(GIVEN INFORMATION)
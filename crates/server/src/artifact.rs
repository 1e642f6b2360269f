use std::io::Write;
use std::path::{Path, PathBuf};

use tempfile::TempPath;
use tracing::{debug, warn};
use voicetranscript_common::Result;

/// Writes uploads to uniquely named files under one directory
#[derive(Debug, Clone)]
pub struct ArtifactStore {
    dir: PathBuf,
}

impl ArtifactStore {
    pub fn new(dir: impl Into<PathBuf>) -> Self {
        Self { dir: dir.into() }
    }

    pub fn dir(&self) -> &Path {
        &self.dir
    }

    /// Persist `bytes` to a fresh `upload-*.<extension>` file.
    ///
    /// The file is created exclusively and removed when the returned
    /// [`Artifact`] is released or dropped.
    pub fn materialize(&self, bytes: &[u8], extension: &str) -> Result<Artifact> {
        let suffix = format!(".{}", extension);
        let mut file = tempfile::Builder::new()
            .prefix("upload-")
            .suffix(&suffix)
            .tempfile_in(&self.dir)?;

        file.write_all(bytes)?;
        file.flush()?;

        let temp = file.into_temp_path();
        let path = temp.to_path_buf();
        debug!("Materialized {} bytes to {}", bytes.len(), path.display());

        Ok(Artifact {
            temp: Some(temp),
            path,
            extension: extension.to_string(),
        })
    }
}

/// A request-owned temporary audio file
#[derive(Debug)]
pub struct Artifact {
    temp: Option<TempPath>,
    path: PathBuf,
    extension: String,
}

impl Artifact {
    pub fn path(&self) -> &Path {
        &self.path
    }

    pub fn extension(&self) -> &str {
        &self.extension
    }

    /// Delete the file. Safe to call more than once; a file that is already
    /// gone is not an error.
    pub fn release(&mut self) {
        let Some(temp) = self.temp.take() else {
            return;
        };

        match temp.close() {
            Ok(()) => debug!("Cleaned up temporary file: {}", self.path.display()),
            Err(e) if e.kind() == std::io::ErrorKind::NotFound => {}
            Err(e) => warn!("Failed to clean up temp file {}: {}", self.path.display(), e),
        }
    }

    pub fn is_released(&self) -> bool {
        self.temp.is_none()
    }
}

impl Drop for Artifact {
    fn drop(&mut self) {
        self.release();
    }
}

#[cfg(test)]
mod tests {
    use super::*;

    #[test]
    fn test_materialize_writes_unique_files() {
        let scratch = tempfile::tempdir().unwrap();
        let store = ArtifactStore::new(scratch.path());

        let a = store.materialize(b"RIFF....", "wav").unwrap();
        let b = store.materialize(b"RIFF....", "wav").unwrap();

        assert_ne!(a.path(), b.path());
        assert_eq!(std::fs::read(a.path()).unwrap(), b"RIFF....");
        assert_eq!(a.extension(), "wav");

        let name = a.path().file_name().unwrap().to_string_lossy().to_string();
        assert!(name.starts_with("upload-"));
        assert!(name.ends_with(".wav"));
    }

    #[test]
    fn test_release_is_idempotent() {
        let scratch = tempfile::tempdir().unwrap();
        let store = ArtifactStore::new(scratch.path());

        let mut artifact = store.materialize(b"data", "mp3").unwrap();
        let path = artifact.path().to_path_buf();

        artifact.release();
        assert!(!path.exists());
        assert!(artifact.is_released());
        artifact.release();
    }

    #[test]
    fn test_release_tolerates_missing_file() {
        let scratch = tempfile::tempdir().unwrap();
        let store = ArtifactStore::new(scratch.path());

        let mut artifact = store.materialize(b"data", "ogg").unwrap();
        std::fs::remove_file(artifact.path()).unwrap();
        artifact.release();
        assert!(artifact.is_released());
    }

    #[test]
    fn test_drop_removes_file() {
        let scratch = tempfile::tempdir().unwrap();
        let store = ArtifactStore::new(scratch.path());

        let path = {
            let artifact = store.materialize(b"data", "flac").unwrap();
            artifact.path().to_path_buf()
        };
        assert!(!path.exists());
    }

    #[test]
    fn test_materialize_into_missing_dir_fails() {
        let scratch = tempfile::tempdir().unwrap();
        let store = ArtifactStore::new(scratch.path().join("absent"));
        assert!(store.materialize(b"data", "wav").is_err());
    }
}
use crate::error::VoiceTranscriptError;
use serde::{Deserialize, Serialize};
use std::path::PathBuf;
use std::str::FromStr;
use std::time::Duration;

const MIB: u64 = 1024 * 1024;

/// What the rate limiter does when the shared store fails mid-request
#[derive(Debug, Clone, Copy, PartialEq, Eq, Serialize, Deserialize)]
#[serde(rename_all = "lowercase")]
pub enum RateLimitFailureMode {
    /// Switch to the in-process store and count the request there
    Fallback,
    /// Let the request through uncounted
    Open,
    /// Reject the request until the window rolls over
    Closed,
}

impl FromStr for RateLimitFailureMode {
    type Err = VoiceTranscriptError;

    fn from_str(s: &str) -> Result<Self, Self::Err> {
        match s.trim().to_lowercase().as_str() {
            "fallback" => Ok(Self::Fallback),
            "open" => Ok(Self::Open),
            "closed" => Ok(Self::Closed),
            other => Err(VoiceTranscriptError::config(format!(
                "Unknown rate limit failure mode '{}' (expected fallback, open or closed)",
                other
            ))),
        }
    }
}

/// VoiceTranscript application configuration
#[derive(Debug, Clone, Serialize, Deserialize)]
pub struct AppConfig {
    /// Whisper model name (tiny, base, small, ...)
    pub whisper_model: String,

    /// Explicit model file; resolved through the model manager when unset
    pub whisper_model_path: Option<PathBuf>,

    /// Compute device reported by the health endpoint
    pub whisper_device: String,

    /// Compute type reported by the health endpoint
    pub whisper_compute_type: String,

    /// Language hint passed to the engine
    pub whisper_language: Option<String>,

    /// Directory holding downloaded ggml models
    pub models_dir: PathBuf,

    /// Upload size ceiling in bytes
    pub max_file_size_bytes: u64,

    /// Advisory audio duration limit in seconds
    pub max_audio_duration_secs: u32,

    /// Status used for FILE_TOO_LARGE (400 or 413)
    pub file_too_large_status: u16,

    /// Requests allowed per client per window
    pub rate_limit_requests: u32,

    /// Rate limit window length in seconds
    pub rate_limit_window_secs: u64,

    /// Shared store connection string, e.g. redis://127.0.0.1:6379
    pub rate_limit_store_url: Option<String>,

    /// Startup connectivity probe timeout
    pub rate_limit_probe_timeout_ms: u64,

    /// Re-probe interval for a degraded limiter; unset keeps it degraded
    pub rate_limit_reprobe_secs: Option<u64>,

    /// Behaviour when the shared store fails after startup
    pub rate_limit_failure_mode: RateLimitFailureMode,

    /// Size of the transcription worker pool
    pub max_concurrent_transcriptions: usize,

    /// Directory for per-request upload artifacts
    pub temp_dir: PathBuf,

    /// Server bind address
    pub server_host: String,

    /// Server port
    pub server_port: u16,

    /// Log directory
    pub log_dir: PathBuf,

    /// Log level
    pub log_level: String,
}

impl Default for AppConfig {
    fn default() -> Self {
        Self {
            whisper_model: "tiny".to_string(),
            whisper_model_path: None,
            whisper_device: "cpu".to_string(),
            whisper_compute_type: "int8".to_string(),
            whisper_language: None,
            models_dir: crate::ModelManager::default_models_dir(),
            max_file_size_bytes: 10 * MIB,
            max_audio_duration_secs: 300,
            file_too_large_status: 413,
            rate_limit_requests: 5,
            rate_limit_window_secs: 60,
            rate_limit_store_url: None,
            rate_limit_probe_timeout_ms: 2000,
            rate_limit_reprobe_secs: None,
            rate_limit_failure_mode: RateLimitFailureMode::Fallback,
            max_concurrent_transcriptions: 2,
            temp_dir: std::env::temp_dir(),
            server_host: "0.0.0.0".to_string(),
            server_port: 8000,
            log_dir: PathBuf::from("./log"),
            log_level: "info".to_string(),
        }
    }
}

impl AppConfig {
    /// Load configuration from environment variables and .env file
    pub fn from_env() -> Result<Self, VoiceTranscriptError> {
        // Load .env file (ignore if not exists)
        let _ = dotenv::dotenv();

        let defaults = Self::default();

        let rate_limit_failure_mode = match Self::get_env_string("RATE_LIMIT_FAILURE_MODE") {
            Some(mode) => mode.parse()?,
            None => defaults.rate_limit_failure_mode,
        };

        let config = Self {
            whisper_model: std::env::var("WHISPER_MODEL").unwrap_or(defaults.whisper_model),
            whisper_model_path: Self::get_env_path("WHISPER_MODEL_PATH"),
            whisper_device: std::env::var("WHISPER_DEVICE").unwrap_or(defaults.whisper_device),
            whisper_compute_type: std::env::var("WHISPER_COMPUTE_TYPE")
                .unwrap_or(defaults.whisper_compute_type),
            whisper_language: Self::get_env_string("WHISPER_LANGUAGE"),
            models_dir: Self::get_env_path("MODELS_DIR").unwrap_or(defaults.models_dir),
            max_file_size_bytes: Self::get_env_parsed("MAX_FILE_SIZE_BYTES")
                .unwrap_or(defaults.max_file_size_bytes),
            max_audio_duration_secs: Self::get_env_parsed("MAX_AUDIO_DURATION_SECS")
                .unwrap_or(defaults.max_audio_duration_secs),
            file_too_large_status: Self::get_env_parsed("FILE_TOO_LARGE_STATUS")
                .unwrap_or(defaults.file_too_large_status),
            rate_limit_requests: Self::get_env_parsed("RATE_LIMIT_REQUESTS")
                .unwrap_or(defaults.rate_limit_requests),
            rate_limit_window_secs: Self::get_env_parsed("RATE_LIMIT_WINDOW_SECS")
                .unwrap_or(defaults.rate_limit_window_secs),
            rate_limit_store_url: Self::get_env_string("RATE_LIMIT_STORE_URL"),
            rate_limit_probe_timeout_ms: Self::get_env_parsed("RATE_LIMIT_PROBE_TIMEOUT_MS")
                .unwrap_or(defaults.rate_limit_probe_timeout_ms),
            rate_limit_reprobe_secs: Self::get_env_parsed("RATE_LIMIT_REPROBE_SECS"),
            rate_limit_failure_mode,
            max_concurrent_transcriptions: Self::get_env_parsed("MAX_CONCURRENT_TRANSCRIPTIONS")
                .unwrap_or(defaults.max_concurrent_transcriptions),
            temp_dir: Self::get_env_path("TEMP_DIR").unwrap_or(defaults.temp_dir),
            server_host: std::env::var("SERVER_HOST").unwrap_or(defaults.server_host),
            server_port: Self::get_env_parsed("SERVER_PORT").unwrap_or(defaults.server_port),
            log_dir: Self::get_env_path("LOG_DIR").unwrap_or(defaults.log_dir),
            log_level: std::env::var("LOG_LEVEL").unwrap_or(defaults.log_level),
        };

        config.validate()?;

        // Ensure required directories exist
        config.ensure_directories()?;

        Ok(config)
    }

    /// Get PathBuf from environment variable
    fn get_env_path(key: &str) -> Option<PathBuf> {
        Self::get_env_string(key).map(PathBuf::from)
    }

    /// Non-empty string from environment variable
    fn get_env_string(key: &str) -> Option<String> {
        std::env::var(key)
            .ok()
            .map(|v| v.trim().to_string())
            .filter(|v| !v.is_empty())
    }

    fn get_env_parsed<T: FromStr>(key: &str) -> Option<T> {
        Self::get_env_string(key).and_then(|s| s.parse().ok())
    }

    /// Ensure required directories exist, create if not
    pub fn ensure_directories(&self) -> Result<(), VoiceTranscriptError> {
        for dir in [&self.temp_dir, &self.log_dir] {
            if !dir.exists() {
                std::fs::create_dir_all(dir).map_err(|e| {
                    VoiceTranscriptError::config(format!(
                        "Failed to create directory {}: {}",
                        dir.display(),
                        e
                    ))
                })?;
            }
        }

        Ok(())
    }

    /// Get server bind address (host:port)
    pub fn server_bind_address(&self) -> String {
        format!("{}:{}", self.server_host, self.server_port)
    }

    /// Upload ceiling in whole MB, as reported by /health
    pub fn max_file_size_mb(&self) -> u64 {
        self.max_file_size_bytes / MIB
    }

    pub fn rate_limit_window(&self) -> Duration {
        Duration::from_secs(self.rate_limit_window_secs)
    }

    pub fn rate_limit_probe_timeout(&self) -> Duration {
        Duration::from_millis(self.rate_limit_probe_timeout_ms)
    }

    pub fn rate_limit_reprobe_interval(&self) -> Option<Duration> {
        self.rate_limit_reprobe_secs.map(Duration::from_secs)
    }

    /// Validate configuration
    pub fn validate(&self) -> Result<(), VoiceTranscriptError> {
        if self.whisper_model.is_empty() {
            return Err(VoiceTranscriptError::config("Whisper model name cannot be empty"));
        }

        if self.max_file_size_bytes == 0 {
            return Err(VoiceTranscriptError::config("File size limit must be greater than 0"));
        }

        if !matches!(self.file_too_large_status, 400 | 413) {
            return Err(VoiceTranscriptError::config(format!(
                "FILE_TOO_LARGE_STATUS must be 400 or 413, got {}",
                self.file_too_large_status
            )));
        }

        if self.rate_limit_requests == 0 || self.rate_limit_window_secs == 0 {
            return Err(VoiceTranscriptError::config(
                "Rate limit quota and window must be greater than 0",
            ));
        }

        if let Some(url) = &self.rate_limit_store_url {
            if !url.starts_with("redis://") && !url.starts_with("rediss://") {
                return Err(VoiceTranscriptError::config(
                    "Rate limit store URL must start with redis:// or rediss://",
                ));
            }
        }

        if self.rate_limit_reprobe_secs == Some(0) {
            return Err(VoiceTranscriptError::config("Re-probe interval cannot be 0"));
        }

        if self.max_concurrent_transcriptions == 0 {
            return Err(VoiceTranscriptError::config(
                "At least one transcription worker is required",
            ));
        }

        // Validate port range
        if self.server_port == 0 {
            return Err(VoiceTranscriptError::config("Server port cannot be 0"));
        }

        Ok(())
    }
}

#[cfg(test)]
mod tests {
    use super::*;

    #[test]
    fn test_default_config() {
        let config = AppConfig::default();
        assert_eq!(config.server_port, 8000);
        assert_eq!(config.whisper_model, "tiny");
        assert_eq!(config.max_file_size_bytes, 10 * 1024 * 1024);
        assert_eq!(config.max_file_size_mb(), 10);
        assert_eq!(config.rate_limit_requests, 5);
        assert_eq!(config.rate_limit_window(), Duration::from_secs(60));
        assert_eq!(config.rate_limit_reprobe_interval(), None);
    }

    #[test]
    fn test_server_bind_address() {
        let config = AppConfig::default();
        assert_eq!(config.server_bind_address(), "0.0.0.0:8000");
    }

    #[test]
    fn test_validate() {
        let config = AppConfig::default();
        assert!(config.validate().is_ok());

        let mut invalid_config = AppConfig::default();
        invalid_config.whisper_model = String::new();
        assert!(invalid_config.validate().is_err());

        let mut invalid_config = AppConfig::default();
        invalid_config.file_too_large_status = 422;
        assert!(invalid_config.validate().is_err());

        let mut invalid_config = AppConfig::default();
        invalid_config.rate_limit_window_secs = 0;
        assert!(invalid_config.validate().is_err());

        let mut invalid_config = AppConfig::default();
        invalid_config.rate_limit_store_url = Some("http://cache:6379".to_string());
        assert!(invalid_config.validate().is_err());
    }

    #[test]
    fn test_failure_mode_parsing() {
        let parse = |s: &str| s.parse::<RateLimitFailureMode>();
        assert_eq!(parse("fallback").unwrap(), RateLimitFailureMode::Fallback);
        assert_eq!(parse(" OPEN ").unwrap(), RateLimitFailureMode::Open);
        assert_eq!(parse("closed").unwrap(), RateLimitFailureMode::Closed);
        assert!(parse("sometimes").is_err());
    }

    #[test]
    fn test_ensure_directories() {
        let scratch = tempfile::tempdir().unwrap();
        let config = AppConfig {
            temp_dir: scratch.path().join("uploads"),
            log_dir: scratch.path().join("log"),
            ..AppConfig::default()
        };

        config.ensure_directories().unwrap();
        assert!(config.temp_dir.is_dir());
        assert!(config.log_dir.is_dir());
    }
}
(End GIVEN INFORMATION)
PROBLEM DESCRIPTION – Retype the records above exactly, from their first line through the line that contains "pub fn extension(&self)", and stop there.

EXPECTED OUTPUT –
filename crates/server/src/artifact.rs
repository 1e642f6b2360269f
use std::io::Write;
use std::path::{Path, PathBuf};

use tempfile::TempPath;
use tracing::{debug, warn};
use voicetranscript_common::Result;

/// Writes uploads to uniquely named files under one directory
#[derive(Debug, Clone)]
pub struct ArtifactStore {
    dir: PathBuf,
}

impl ArtifactStore {
    pub fn new(dir: impl Into<PathBuf>) -> Self {
        Self { dir: dir.into() }
    }

    pub fn dir(&self) -> &Path {
        &self.dir
    }

    /// Persist `bytes` to a fresh `upload-*.<extension>` file.
    ///
    /// The file is created exclusively and removed when the returned
    /// [`Artifact`] is released or dropped.
    pub fn materialize(&self, bytes: &[u8], extension: &str) -> Result<Artifact> {
        let suffix = format!(".{}", extension);
        let mut file = tempfile::Builder::new()
            .prefix("upload-")
            .suffix(&suffix)
            .tempfile_in(&self.dir)?;

        file.write_all(bytes)?;
        file.flush()?;

        let temp = file.into_temp_path();
        let path = temp.to_path_buf();
        debug!("Materialized {} bytes to {}", bytes.len(), path.display());

        Ok(Artifact {
            temp: Some(temp),
            path,
            extension: extension.to_string(),
        })
    }
}

/// A request-owned temporary audio file
#[derive(Debug)]
pub struct Artifact {
    temp: Option<TempPath>,
    path: PathBuf,
    extension: String,
}

impl Artifact {
    pub fn path(&self) -> &Path {
        &self.path
    }

    pub fn extension(&self) -> &str {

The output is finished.